WORK ITEM
Your answer should be every line of the entries that has the string "SurfaceEvaluator" in it.

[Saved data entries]
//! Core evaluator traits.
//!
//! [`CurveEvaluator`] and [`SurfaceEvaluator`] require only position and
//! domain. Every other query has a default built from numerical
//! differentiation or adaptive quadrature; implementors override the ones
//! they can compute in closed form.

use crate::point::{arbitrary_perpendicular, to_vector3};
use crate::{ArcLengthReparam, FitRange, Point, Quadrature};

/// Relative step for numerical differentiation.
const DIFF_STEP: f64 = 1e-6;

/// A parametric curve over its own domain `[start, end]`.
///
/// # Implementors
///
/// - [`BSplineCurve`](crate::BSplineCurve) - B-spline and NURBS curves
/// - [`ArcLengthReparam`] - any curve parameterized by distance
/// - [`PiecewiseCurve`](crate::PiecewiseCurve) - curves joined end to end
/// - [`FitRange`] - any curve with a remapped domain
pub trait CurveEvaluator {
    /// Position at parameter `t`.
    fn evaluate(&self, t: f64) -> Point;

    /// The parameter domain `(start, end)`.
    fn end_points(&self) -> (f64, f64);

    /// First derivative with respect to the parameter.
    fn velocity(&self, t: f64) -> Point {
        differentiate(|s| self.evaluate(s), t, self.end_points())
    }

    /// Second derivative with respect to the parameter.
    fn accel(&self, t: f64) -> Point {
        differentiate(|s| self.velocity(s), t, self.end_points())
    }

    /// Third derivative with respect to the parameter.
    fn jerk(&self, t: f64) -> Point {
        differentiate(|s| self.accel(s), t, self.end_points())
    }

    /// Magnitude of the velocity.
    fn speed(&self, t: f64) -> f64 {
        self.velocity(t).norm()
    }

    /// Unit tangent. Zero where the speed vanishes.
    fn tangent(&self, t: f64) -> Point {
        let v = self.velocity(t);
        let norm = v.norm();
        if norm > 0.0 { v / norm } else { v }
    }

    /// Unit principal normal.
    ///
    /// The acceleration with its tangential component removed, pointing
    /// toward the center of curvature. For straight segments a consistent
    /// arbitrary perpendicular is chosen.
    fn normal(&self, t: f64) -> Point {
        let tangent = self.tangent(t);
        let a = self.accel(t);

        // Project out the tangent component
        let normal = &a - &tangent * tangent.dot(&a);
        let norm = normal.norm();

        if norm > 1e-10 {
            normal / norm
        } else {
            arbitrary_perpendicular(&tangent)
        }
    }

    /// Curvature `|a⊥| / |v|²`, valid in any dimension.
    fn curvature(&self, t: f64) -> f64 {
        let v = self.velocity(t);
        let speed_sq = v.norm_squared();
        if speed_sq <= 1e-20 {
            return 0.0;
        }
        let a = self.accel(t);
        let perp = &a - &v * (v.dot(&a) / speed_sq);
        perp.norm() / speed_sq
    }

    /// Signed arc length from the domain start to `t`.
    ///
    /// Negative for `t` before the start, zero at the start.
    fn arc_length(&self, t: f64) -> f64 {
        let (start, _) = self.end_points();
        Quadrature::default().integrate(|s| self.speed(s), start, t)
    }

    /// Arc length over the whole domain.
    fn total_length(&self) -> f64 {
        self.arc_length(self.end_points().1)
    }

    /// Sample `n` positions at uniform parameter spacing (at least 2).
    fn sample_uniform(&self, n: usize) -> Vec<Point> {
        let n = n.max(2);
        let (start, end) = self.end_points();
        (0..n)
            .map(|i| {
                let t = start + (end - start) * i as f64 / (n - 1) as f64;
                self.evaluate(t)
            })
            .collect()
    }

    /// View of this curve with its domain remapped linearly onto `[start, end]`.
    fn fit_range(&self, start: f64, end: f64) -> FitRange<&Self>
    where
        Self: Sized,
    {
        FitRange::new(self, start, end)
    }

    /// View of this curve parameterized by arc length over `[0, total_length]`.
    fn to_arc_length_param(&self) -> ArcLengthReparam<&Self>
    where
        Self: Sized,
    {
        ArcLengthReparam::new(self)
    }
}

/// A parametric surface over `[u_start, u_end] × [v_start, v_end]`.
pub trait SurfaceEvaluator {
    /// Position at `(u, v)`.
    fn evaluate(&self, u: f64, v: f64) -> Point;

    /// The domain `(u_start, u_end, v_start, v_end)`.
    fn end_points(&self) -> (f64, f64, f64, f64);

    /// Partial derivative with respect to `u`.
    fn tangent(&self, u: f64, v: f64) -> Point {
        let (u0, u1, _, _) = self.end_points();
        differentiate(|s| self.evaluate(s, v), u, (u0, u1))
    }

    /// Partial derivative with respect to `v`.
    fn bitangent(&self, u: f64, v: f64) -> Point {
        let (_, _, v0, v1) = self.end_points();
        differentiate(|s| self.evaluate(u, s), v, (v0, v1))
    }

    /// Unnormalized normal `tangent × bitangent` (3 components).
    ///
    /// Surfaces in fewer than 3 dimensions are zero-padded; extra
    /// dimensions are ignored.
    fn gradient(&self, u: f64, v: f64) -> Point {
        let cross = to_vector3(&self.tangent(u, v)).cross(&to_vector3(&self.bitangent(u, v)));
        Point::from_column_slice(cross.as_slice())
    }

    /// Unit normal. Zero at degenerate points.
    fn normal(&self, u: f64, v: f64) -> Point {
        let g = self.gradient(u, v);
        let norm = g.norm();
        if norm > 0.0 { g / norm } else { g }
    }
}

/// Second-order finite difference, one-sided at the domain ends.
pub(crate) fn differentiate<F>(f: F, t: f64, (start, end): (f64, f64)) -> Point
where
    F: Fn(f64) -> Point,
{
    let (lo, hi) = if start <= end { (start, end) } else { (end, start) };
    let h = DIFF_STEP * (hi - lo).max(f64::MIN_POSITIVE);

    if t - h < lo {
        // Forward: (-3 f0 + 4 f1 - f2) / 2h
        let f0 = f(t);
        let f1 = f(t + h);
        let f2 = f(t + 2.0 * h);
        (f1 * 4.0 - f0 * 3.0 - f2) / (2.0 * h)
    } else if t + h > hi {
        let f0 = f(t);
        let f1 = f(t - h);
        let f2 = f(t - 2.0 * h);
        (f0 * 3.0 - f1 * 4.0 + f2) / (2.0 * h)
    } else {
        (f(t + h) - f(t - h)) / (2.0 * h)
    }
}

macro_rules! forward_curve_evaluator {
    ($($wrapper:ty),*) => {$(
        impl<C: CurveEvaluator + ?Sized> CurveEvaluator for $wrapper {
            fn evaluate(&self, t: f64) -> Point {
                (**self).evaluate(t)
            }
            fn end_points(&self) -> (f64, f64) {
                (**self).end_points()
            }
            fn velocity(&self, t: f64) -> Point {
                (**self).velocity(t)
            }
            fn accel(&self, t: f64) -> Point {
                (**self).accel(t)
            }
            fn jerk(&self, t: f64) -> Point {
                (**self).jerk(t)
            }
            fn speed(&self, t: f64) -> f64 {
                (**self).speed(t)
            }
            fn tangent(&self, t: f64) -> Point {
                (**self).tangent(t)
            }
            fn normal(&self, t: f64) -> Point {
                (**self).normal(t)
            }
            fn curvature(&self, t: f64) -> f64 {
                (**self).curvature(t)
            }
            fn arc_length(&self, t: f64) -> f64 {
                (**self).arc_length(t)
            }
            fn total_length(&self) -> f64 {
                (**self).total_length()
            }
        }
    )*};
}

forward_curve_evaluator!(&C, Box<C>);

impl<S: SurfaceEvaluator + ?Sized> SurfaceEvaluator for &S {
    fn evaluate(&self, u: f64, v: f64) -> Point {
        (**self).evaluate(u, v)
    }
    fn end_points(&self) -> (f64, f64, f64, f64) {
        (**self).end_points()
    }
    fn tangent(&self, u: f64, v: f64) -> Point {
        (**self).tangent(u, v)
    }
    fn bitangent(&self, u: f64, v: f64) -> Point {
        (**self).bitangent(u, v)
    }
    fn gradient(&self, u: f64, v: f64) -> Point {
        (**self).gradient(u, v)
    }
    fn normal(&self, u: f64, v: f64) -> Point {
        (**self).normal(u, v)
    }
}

COMPLETED EXERCISE
//! [`CurveEvaluator`] and [`SurfaceEvaluator`] require only position and
pub trait SurfaceEvaluator {
impl<S: SurfaceEvaluator + ?Sized> SurfaceEvaluator for &S {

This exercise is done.